DG-301e · Module 2
Joint Account Targeting
3 min read
The highest-impact co-selling activity is jointly targeting named accounts where both partners have a compelling value proposition. Joint account targeting combines both partners' intelligence, relationships, and credibility into a coordinated approach that no single company can replicate. When two trusted vendors approach an account together with a combined solution, the prospect experiences comprehensive value instead of fragmented pitches.
- Identify Mutual Target Accounts Cross-reference target account lists to find companies both partners want to penetrate. Prioritize accounts where one partner has an existing relationship and the other has a compelling value-add. The partner with the relationship provides the warm introduction. The partner with the value-add delivers the differentiated pitch.

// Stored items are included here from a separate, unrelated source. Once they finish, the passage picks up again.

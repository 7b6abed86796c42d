//! # Signal — Reentrancy-Safe Observer Lists
//!
//! A [`Signal`] owns an ordered list of callbacks and invokes them with a
//! shared context plus a borrowed event payload. The registry uses signals to
//! announce component construction and destruction; the hierarchy system both
//! subscribes to those and publishes its own re-parenting events.
//!
//! ## Handles
//!
//! ```text
//!   Signal<Ctx, E> ──owns──▶ slot list ◀──weak── Sink<Ctx, E>   (subscribe)
//!                                 ▲
//!                                 └────weak───── Connection      (control)
//! ```
//!
//! [`Signal::sink`] hands out a subscribing view; [`Sink::connect`] appends a
//! slot and returns a [`Connection`], an RAII token that disconnects on drop
//! and can block, unblock, or permanently [`detach`](Connection::detach) its
//! slot. `Connection` is deliberately non-generic so a struct can store
//! connections to signals of different shapes in one field type.
//!
//! ## Dispatch rules
//!
//! Callbacks run in connection order. A callback may freely connect new
//! slots (they first fire on the *next* emission), disconnect any slot
//! including its own, block or unblock slots, and re-emit other signals.
//! Removing a slot mid-dispatch only clears it; the vacancy is compacted
//! once the outermost emission unwinds, so slot order never shifts while a
//! dispatch is walking the list.
//!
//! The one unsupported shape is a callback causing its *own* slot to run
//! again before it returns (emitting the same signal without blocking
//! itself first). That re-entry is detected by `RefCell` and panics rather
//! than aliasing the closure's state. Subscribers that re-emit their own
//! signal block their connection for the duration, as the hierarchy system
//! does during cascading destruction.
//!
//! ## Comparison
//!
//! - **EnTT (C++)**: `sigh` / `sink` / `connection` — the model followed
//!   here, including blocked slots and disconnect-during-dispatch.
//! - **Qt**: signals and slots with queued vs. direct dispatch; this list is
//!   always direct and single-threaded.
//! - **bevy_ecs**: component hooks and observers serve the same role, keyed
//!   through the ECS scheduler instead of owned lists.

use std::cell::RefCell;
use std::rc::{Rc, Weak};

type Callback<Ctx, E> = Rc<RefCell<dyn FnMut(&mut Ctx, &E)>>;

struct Slot<Ctx, E> {
    id: u64,
    blocked: bool,
    // None marks a slot cleared mid-dispatch, compacted later.
    callback: Option<Callback<Ctx, E>>,
}

struct Inner<Ctx, E> {
    slots: Vec<Slot<Ctx, E>>,
    next_id: u64,
    depth: usize,
    dirty: bool,
}

/// An ordered callback list. `Ctx` is the mutable context every callback
/// receives (the registry, for pool signals); `E` is the borrowed event
/// payload.
pub struct Signal<Ctx, E> {
    inner: Rc<RefCell<Inner<Ctx, E>>>,
}

impl<Ctx, E> Signal<Ctx, E> {
    pub fn new() -> Self {
        Signal {
            inner: Rc::new(RefCell::new(Inner {
                slots: Vec::new(),
                next_id: 0,
                depth: 0,
                dirty: false,
            })),
        }
    }

    /// A subscribing handle for this signal. Sinks are weak: they never keep
    /// a dead signal alive, and connecting through a stale sink yields an
    /// already-dead [`Connection`].
    #[must_use]
    pub fn sink(&self) -> Sink<Ctx, E> {
        Sink {
            inner: Rc::downgrade(&self.inner),
        }
    }

    /// Invoke every connected, unblocked slot in connection order.
    ///
    /// Slots connected while the emission is in flight are fenced off and
    /// first fire on the next emission. Nested emissions of the same signal
    /// are allowed; cleared slots are compacted when the outermost one
    /// unwinds.
    pub fn emit(&self, ctx: &mut Ctx, event: &E) {
        let fence = {
            let mut list = self.inner.borrow_mut();
            list.depth += 1;
            list.slots.len()
        };
        let mut index = 0;
        while index < fence {
            // Clone the callback handle out so no list borrow is held while
            // user code runs; the callback may mutate the list arbitrarily.
            let callback = {
                let list = self.inner.borrow();
                let slot = &list.slots[index];
                if slot.blocked { None } else { slot.callback.clone() }
            };
            if let Some(callback) = callback {
                (&mut *callback.borrow_mut())(ctx, event);
            }
            index += 1;
        }
        let mut list = self.inner.borrow_mut();
        list.depth -= 1;
        if list.depth == 0 && list.dirty {
            list.slots.retain(|slot| slot.callback.is_some());
            list.dirty = false;
        }
    }

    /// Number of live slots, counting blocked ones.
    #[must_use]
    pub fn listener_count(&self) -> usize {
        self.inner
            .borrow()
            .slots
            .iter()
            .filter(|slot| slot.callback.is_some())
            .count()
    }
}

impl<Ctx, E> Clone for Signal<Ctx, E> {
    fn clone(&self) -> Self {
        Signal {
            inner: Rc::clone(&self.inner),
        }
    }
}

impl<Ctx, E> Default for Signal<Ctx, E> {
    fn default() -> Self {
        Signal::new()
    }
}

/// A subscribing handle obtained from [`Signal::sink`]. Cheap to clone and
/// safe to hold past the signal's death.
pub struct Sink<Ctx, E> {
    inner: Weak<RefCell<Inner<Ctx, E>>>,
}

impl<Ctx: 'static, E: 'static> Sink<Ctx, E> {
    /// Append `callback` to the signal's slot list.
    ///
    /// If the emission that is currently in flight (if any) has not reached
    /// the end of the list, the new slot still waits for the next emission.
    /// Connecting through a sink whose signal has been dropped returns a
    /// dead connection.
    pub fn connect(&self, callback: impl FnMut(&mut Ctx, &E) + 'static) -> Connection {
        let Some(inner) = self.inner.upgrade() else {
            return Connection { slot: None };
        };
        let id = {
            let mut list = inner.borrow_mut();
            let id = list.next_id;
            list.next_id += 1;
            list.slots.push(Slot {
                id,
                blocked: false,
                callback: Some(Rc::new(RefCell::new(callback))),
            });
            id
        };
        let inner: Rc<dyn SlotList> = inner;
        let list: Weak<dyn SlotList> = Rc::downgrade(&inner);
        Connection {
            slot: Some((list, id)),
        }
    }
}

impl<Ctx, E> Clone for Sink<Ctx, E> {
    fn clone(&self) -> Self {
        Sink {
            inner: Weak::clone(&self.inner),
        }
    }
}

// ── Connection ──────────────────────────────────────────────────────────────

/// Type-erased control surface onto one signal's slot list. Lets
/// [`Connection`] stay non-generic over `Ctx` and `E`.
trait SlotList {
    fn disconnect(&self, id: u64);
    fn set_blocked(&self, id: u64, blocked: bool);
    fn is_connected(&self, id: u64) -> bool;
}

impl<Ctx, E> SlotList for RefCell<Inner<Ctx, E>> {
    fn disconnect(&self, id: u64) {
        let removed = {
            let mut list = self.borrow_mut();
            let Some(position) = list.slots.iter().position(|slot| slot.id == id) else {
                return;
            };
            if list.depth == 0 {
                let slot = list.slots.remove(position);
                slot.callback
            } else {
                // A dispatch is walking the list; clear in place and let the
                // outermost emit compact.
                list.dirty = true;
                list.slots[position].callback.take()
            }
        };
        // The callback may own Connections into this same list; it must drop
        // after the borrow ends.
        drop(removed);
    }

    fn set_blocked(&self, id: u64, blocked: bool) {
        let mut list = self.borrow_mut();
        if let Some(slot) = list.slots.iter_mut().find(|slot| slot.id == id) {
            if slot.callback.is_some() {
                slot.blocked = blocked;
            }
        }
    }

    fn is_connected(&self, id: u64) -> bool {
        self.borrow()
            .slots
            .iter()
            .any(|slot| slot.id == id && slot.callback.is_some())
    }
}

/// RAII handle to one connected slot.
///
/// Dropping the connection disconnects the slot; [`detach`](Connection::detach)
/// instead hands the slot to the signal for the rest of the signal's life.
/// Every operation is a no-op once the slot or the whole signal is gone, so
/// keeping a `Connection` past either is harmless.
#[derive(Debug)]
#[must_use = "dropping a Connection disconnects its slot"]
pub struct Connection {
    slot: Option<(Weak<dyn SlotList>, u64)>,
}

impl Connection {
    /// Remove the slot from the signal. Idempotent; a disconnected or dead
    /// connection stays inert.
    pub fn disconnect(&self) {
        if let Some((list, id)) = &self.slot {
            if let Some(list) = list.upgrade() {
                list.disconnect(*id);
            }
        }
    }

    /// Skip the slot during emissions until [`unblock`](Connection::unblock).
    /// The slot keeps its position in the dispatch order.
    pub fn block(&self) {
        self.set_blocked(true);
    }

    /// Re-enable a blocked slot.
    pub fn unblock(&self) {
        self.set_blocked(false);
    }

    /// Whether the slot is still present in a live signal. Blocked slots
    /// count as connected.
    #[must_use]
    pub fn is_connected(&self) -> bool {
        match &self.slot {
            Some((list, id)) => list.upgrade().is_some_and(|list| list.is_connected(*id)),
            None => false,
        }
    }

    /// Consume the handle without disconnecting. The slot then lives exactly
    /// as long as the signal does.
    pub fn detach(mut self) {
        self.slot = None;
    }

    fn set_blocked(&self, blocked: bool) {
        if let Some((list, id)) = &self.slot {
            if let Some(list) = list.upgrade() {
                list.set_blocked(*id, blocked);
            }
        }
    }
}

impl Drop for Connection {
    fn drop(&mut self) {
        if let Some((list, id)) = self.slot.take() {
            if let Some(list) = list.upgrade() {
                list.disconnect(id);
            }
        }
    }
}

- Build Joint Account Plans For the top ten mutual target accounts, create a joint account plan: combined intelligence on the buying committee, coordinated outreach sequences, and a shared engagement timeline. The plan should specify who leads each contact, what messaging each partner uses, and how handoffs work as the deal progresses.
- Execute Coordinated Outreach Launch outreach to mutual targets as a coordinated campaign. The partner with the relationship makes the introduction. The partner without the relationship follows up with value-add content. Joint meetings are scheduled where both partners present their combined solution. The prospect experiences a unified team, not two vendors.
The operational discipline of joint account targeting is the same as ABM: named accounts, buying committee maps, coordinated sequences, and shared measurement. The difference is that two companies are executing together, which doubles the intelligence, doubles the relationship access, and doubles the credibility.